## [Extracted data]
──────

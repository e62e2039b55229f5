//! Domain layer - pure emotion fusion, risk, and profile logic.
//!
//! Nothing in this module performs I/O. All state flows in and out through
//! the application layer and the `ports` traits.

pub mod emotion;
pub mod foundation;
pub mod fusion;
pub mod profile;
pub mod risk;
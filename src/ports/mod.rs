//! Ports - async trait boundaries between the engine and its adapters.

mod profile_store;

pub use profile_store::{ProfileStore, ProfileStoreError};
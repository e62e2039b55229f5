//! Risk module - urgency scoring, crisis overrides, and tier routing.

mod assessor;
mod router;

pub use assessor::{RiskAssessment, RiskAssessor, RiskLevel};
pub use router::{IntelligentRouter, RoutingDecision, RoutingLevel};
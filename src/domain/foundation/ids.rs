//! Strongly-typed identifier value objects.

use serde::{Deserialize, Serialize};
use std::fmt;
use std::str::FromStr;
use uuid::Uuid;

use super::ValidationError;

/// Unique identifier for one fused assessment.
#[derive(Debug, Clone, Copy, PartialEq, Eq, Hash, Serialize, Deserialize)]
#[serde(transparent)]
pub struct AssessmentId(Uuid);

impl AssessmentId {
    /// Creates a new random AssessmentId.
    pub fn new() -> Self {
        Self(Uuid::new_v4())
    }
}

impl Default for AssessmentId {
    fn default() -> Self {
        Self::new()
    }
}

impl fmt::Display for AssessmentId {
    fn fmt(&self, f: &mut fmt::Formatter<'_>) -> fmt::Result {
        write!(f, "{}", self.0)
    }
}

impl FromStr for AssessmentId {
    type Err = uuid::Error;

    fn from_str(s: &str) -> Result<Self, Self::Err> {
        Ok(Self(Uuid::parse_str(s)?))
    }
}

/// User identifier (supplied by the embedding application).
#[derive(Debug, Clone, PartialEq, Eq, Hash, Serialize, Deserialize)]
pub struct UserId(String);

impl UserId {
    /// Creates a new UserId, returning error if empty.
    pub fn new(id: impl Into<String>) -> Result<Self, ValidationError> {
        let id = id.into();
        if id.is_empty() {
            return Err(ValidationError::empty_field("user_id"));
        }
        Ok(Self(id))
    }

    /// Returns the inner string slice.
    pub fn as_str(&self) -> &str {
        &self.0
    }
}

impl fmt::Display for UserId {
    fn fmt(&self, f: &mut fmt::Formatter<'_>) -> fmt::Result {
        write!(f, "{}", self.0)
    }
}

#[cfg(test)]
mod tests {
    use super::*;

    #[test]
    fn assessment_ids_are_unique() {
        assert_ne!(AssessmentId::new(), AssessmentId::new());
    }

    #[test]
    fn assessment_id_round_trips_through_string() {
        let id = AssessmentId::new();
        let parsed: AssessmentId = id.to_string().parse().unwrap();
        assert_eq!(parsed, id);
    }

    #[test]
    fn user_id_accepts_nonempty() {
        let id = UserId::new("user-123").unwrap();
        assert_eq!(id.as_str(), "user-123");
    }

    #[test]
    fn user_id_rejects_empty() {
        assert!(UserId::new("").is_err());
    }

    #[test]
    fn user_id_serializes_as_string() {
        let id = UserId::new("u1").unwrap();
        assert_eq!(serde_json::to_string(&id).unwrap(), "\"u1\"");
    }
}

──────

Print, exactly as written, the first line of the records above and each line after it until the line with "pub mod risk;", which is printed too.

repository e62e2039b55229f5
//! Domain layer - pure emotion fusion, risk, and profile logic.
//!
//! Nothing in this module performs I/O. All state flows in and out through
//! the application layer and the `ports` traits.

pub mod emotion;
pub mod foundation;
pub mod fusion;
pub mod profile;
pub mod risk;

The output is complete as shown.